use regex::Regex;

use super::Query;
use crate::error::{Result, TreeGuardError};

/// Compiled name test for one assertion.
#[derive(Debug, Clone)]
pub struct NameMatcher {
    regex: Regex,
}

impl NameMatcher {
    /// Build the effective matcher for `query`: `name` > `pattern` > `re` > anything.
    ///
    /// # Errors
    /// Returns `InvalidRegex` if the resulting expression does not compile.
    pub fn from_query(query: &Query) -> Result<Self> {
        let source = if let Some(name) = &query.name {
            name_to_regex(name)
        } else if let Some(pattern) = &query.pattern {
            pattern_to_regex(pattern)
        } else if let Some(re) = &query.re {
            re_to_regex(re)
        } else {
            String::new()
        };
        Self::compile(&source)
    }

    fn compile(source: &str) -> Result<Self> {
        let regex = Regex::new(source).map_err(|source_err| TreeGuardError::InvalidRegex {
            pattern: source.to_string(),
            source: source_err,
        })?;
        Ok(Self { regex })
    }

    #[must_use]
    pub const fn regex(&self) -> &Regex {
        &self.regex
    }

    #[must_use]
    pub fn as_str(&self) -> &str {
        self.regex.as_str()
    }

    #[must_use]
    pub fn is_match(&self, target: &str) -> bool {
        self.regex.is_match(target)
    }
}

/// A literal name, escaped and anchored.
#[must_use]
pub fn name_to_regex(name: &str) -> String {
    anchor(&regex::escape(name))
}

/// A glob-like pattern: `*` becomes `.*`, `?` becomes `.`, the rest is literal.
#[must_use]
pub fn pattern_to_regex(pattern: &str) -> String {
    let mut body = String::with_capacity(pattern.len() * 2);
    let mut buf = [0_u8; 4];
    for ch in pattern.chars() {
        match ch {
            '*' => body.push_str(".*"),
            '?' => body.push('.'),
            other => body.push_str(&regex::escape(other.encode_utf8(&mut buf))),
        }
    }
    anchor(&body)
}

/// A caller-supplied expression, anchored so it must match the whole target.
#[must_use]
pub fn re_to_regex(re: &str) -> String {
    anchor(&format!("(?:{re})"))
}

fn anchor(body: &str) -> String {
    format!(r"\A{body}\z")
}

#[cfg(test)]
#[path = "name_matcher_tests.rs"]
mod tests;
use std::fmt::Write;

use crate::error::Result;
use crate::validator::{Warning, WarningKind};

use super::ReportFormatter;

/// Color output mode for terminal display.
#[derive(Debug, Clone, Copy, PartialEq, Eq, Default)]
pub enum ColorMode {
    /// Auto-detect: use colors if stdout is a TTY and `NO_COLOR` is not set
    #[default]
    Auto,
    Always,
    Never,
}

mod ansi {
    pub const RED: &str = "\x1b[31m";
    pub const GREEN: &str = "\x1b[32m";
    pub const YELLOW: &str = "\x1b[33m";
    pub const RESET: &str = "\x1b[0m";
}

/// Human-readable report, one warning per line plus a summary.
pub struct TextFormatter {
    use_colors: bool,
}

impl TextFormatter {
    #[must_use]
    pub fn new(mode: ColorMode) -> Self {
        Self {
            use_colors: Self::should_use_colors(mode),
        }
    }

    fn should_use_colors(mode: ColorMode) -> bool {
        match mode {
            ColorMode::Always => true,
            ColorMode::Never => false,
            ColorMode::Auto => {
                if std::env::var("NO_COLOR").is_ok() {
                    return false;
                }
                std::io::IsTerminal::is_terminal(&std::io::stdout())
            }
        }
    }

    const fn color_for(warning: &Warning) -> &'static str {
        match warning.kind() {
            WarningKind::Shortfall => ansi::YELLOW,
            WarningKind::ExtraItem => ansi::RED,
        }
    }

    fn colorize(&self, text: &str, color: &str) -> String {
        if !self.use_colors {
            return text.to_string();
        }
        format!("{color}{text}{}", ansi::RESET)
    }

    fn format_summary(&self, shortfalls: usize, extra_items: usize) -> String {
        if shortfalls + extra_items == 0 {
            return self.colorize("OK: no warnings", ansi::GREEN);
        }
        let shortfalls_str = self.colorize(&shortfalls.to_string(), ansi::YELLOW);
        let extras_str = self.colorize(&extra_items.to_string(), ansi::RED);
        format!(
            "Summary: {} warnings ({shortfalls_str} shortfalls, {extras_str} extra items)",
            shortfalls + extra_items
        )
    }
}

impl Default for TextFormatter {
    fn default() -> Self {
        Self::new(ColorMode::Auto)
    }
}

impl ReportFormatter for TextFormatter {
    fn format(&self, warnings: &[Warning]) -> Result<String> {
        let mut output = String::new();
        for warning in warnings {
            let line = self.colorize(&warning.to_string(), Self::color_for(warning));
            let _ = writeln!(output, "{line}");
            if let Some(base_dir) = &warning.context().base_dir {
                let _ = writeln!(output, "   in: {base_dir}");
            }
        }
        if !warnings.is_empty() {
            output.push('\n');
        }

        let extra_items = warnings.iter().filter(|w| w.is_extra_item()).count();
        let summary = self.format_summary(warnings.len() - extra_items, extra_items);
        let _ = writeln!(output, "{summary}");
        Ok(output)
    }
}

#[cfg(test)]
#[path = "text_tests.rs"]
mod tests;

_What is being asked_
Each line above must be retyped exactly in the response.

_Answer for this exercise_
use regex::Regex;

use super::Query;
use crate::error::{Result, TreeGuardError};

/// Compiled name test for one assertion.
#[derive(Debug, Clone)]
pub struct NameMatcher {
    regex: Regex,
}

impl NameMatcher {
    /// Build the effective matcher for `query`: `name` > `pattern` > `re` > anything.
    ///
    /// # Errors
    /// Returns `InvalidRegex` if the resulting expression does not compile.
    pub fn from_query(query: &Query) -> Result<Self> {
        let source = if let Some(name) = &query.name {
            name_to_regex(name)
        } else if let Some(pattern) = &query.pattern {
            pattern_to_regex(pattern)
        } else if let Some(re) = &query.re {
            re_to_regex(re)
        } else {
            String::new()
        };
        Self::compile(&source)
    }

    fn compile(source: &str) -> Result<Self> {
        let regex = Regex::new(source).map_err(|source_err| TreeGuardError::InvalidRegex {
            pattern: source.to_string(),
            source: source_err,
        })?;
        Ok(Self { regex })
    }

    #[must_use]
    pub const fn regex(&self) -> &Regex {
        &self.regex
    }

    #[must_use]
    pub fn as_str(&self) -> &str {
        self.regex.as_str()
    }

    #[must_use]
    pub fn is_match(&self, target: &str) -> bool {
        self.regex.is_match(target)
    }
}

/// A literal name, escaped and anchored.
#[must_use]
pub fn name_to_regex(name: &str) -> String {
    anchor(&regex::escape(name))
}

/// A glob-like pattern: `*` becomes `.*`, `?` becomes `.`, the rest is literal.
#[must_use]
pub fn pattern_to_regex(pattern: &str) -> String {
    let mut body = String::with_capacity(pattern.len() * 2);
    let mut buf = [0_u8; 4];
    for ch in pattern.chars() {
        match ch {
            '*' => body.push_str(".*"),
            '?' => body.push('.'),
            other => body.push_str(&regex::escape(other.encode_utf8(&mut buf))),
        }
    }
    anchor(&body)
}

/// A caller-supplied expression, anchored so it must match the whole target.
#[must_use]
pub fn re_to_regex(re: &str) -> String {
    anchor(&format!("(?:{re})"))
}

fn anchor(body: &str) -> String {
    format!(r"\A{body}\z")
}

#[cfg(test)]
#[path = "name_matcher_tests.rs"]
mod tests;
use std::fmt::Write;

use crate::error::Result;
use crate::validator::{Warning, WarningKind};

use super::ReportFormatter;

/// Color output mode for terminal display.
#[derive(Debug, Clone, Copy, PartialEq, Eq, Default)]
pub enum ColorMode {
    /// Auto-detect: use colors if stdout is a TTY and `NO_COLOR` is not set
    #[default]
    Auto,
    Always,
    Never,
}

mod ansi {
    pub const RED: &str = "\x1b[31m";
    pub const GREEN: &str = "\x1b[32m";
    pub const YELLOW: &str = "\x1b[33m";
    pub const RESET: &str = "\x1b[0m";
}

/// Human-readable report, one warning per line plus a summary.
pub struct TextFormatter {
    use_colors: bool,
}

impl TextFormatter {
    #[must_use]
    pub fn new(mode: ColorMode) -> Self {
        Self {
            use_colors: Self::should_use_colors(mode),
        }
    }

    fn should_use_colors(mode: ColorMode) -> bool {
        match mode {
            ColorMode::Always => true,
            ColorMode::Never => false,
            ColorMode::Auto => {
                if std::env::var("NO_COLOR").is_ok() {
                    return false;
                }
                std::io::IsTerminal::is_terminal(&std::io::stdout())
            }
        }
    }

    const fn color_for(warning: &Warning) -> &'static str {
        match warning.kind() {
            WarningKind::Shortfall => ansi::YELLOW,
            WarningKind::ExtraItem => ansi::RED,
        }
    }

    fn colorize(&self, text: &str, color: &str) -> String {
        if !self.use_colors {
            return text.to_string();
        }
        format!("{color}{text}{}", ansi::RESET)
    }

    fn format_summary(&self, shortfalls: usize, extra_items: usize) -> String {
        if shortfalls + extra_items == 0 {
            return self.colorize("OK: no warnings", ansi::GREEN);
        }
        let shortfalls_str = self.colorize(&shortfalls.to_string(), ansi::YELLOW);
        let extras_str = self.colorize(&extra_items.to_string(), ansi::RED);
        format!(
            "Summary: {} warnings ({shortfalls_str} shortfalls, {extras_str} extra items)",
            shortfalls + extra_items
        )
    }
}

impl Default for TextFormatter {
    fn default() -> Self {
        Self::new(ColorMode::Auto)
    }
}

impl ReportFormatter for TextFormatter {
    fn format(&self, warnings: &[Warning]) -> Result<String> {
        let mut output = String::new();
        for warning in warnings {
            let line = self.colorize(&warning.to_string(), Self::color_for(warning));
            let _ = writeln!(output, "{line}");
            if let Some(base_dir) = &warning.context().base_dir {
                let _ = writeln!(output, "   in: {base_dir}");
            }
        }
        if !warnings.is_empty() {
            output.push('\n');
        }

        let extra_items = warnings.iter().filter(|w| w.is_extra_item()).count();
        let summary = self.format_summary(warnings.len() - extra_items, extra_items);
        let _ = writeln!(output, "{summary}");
        Ok(output)
    }
}

#[cfg(test)]
#[path = "text_tests.rs"]
mod tests;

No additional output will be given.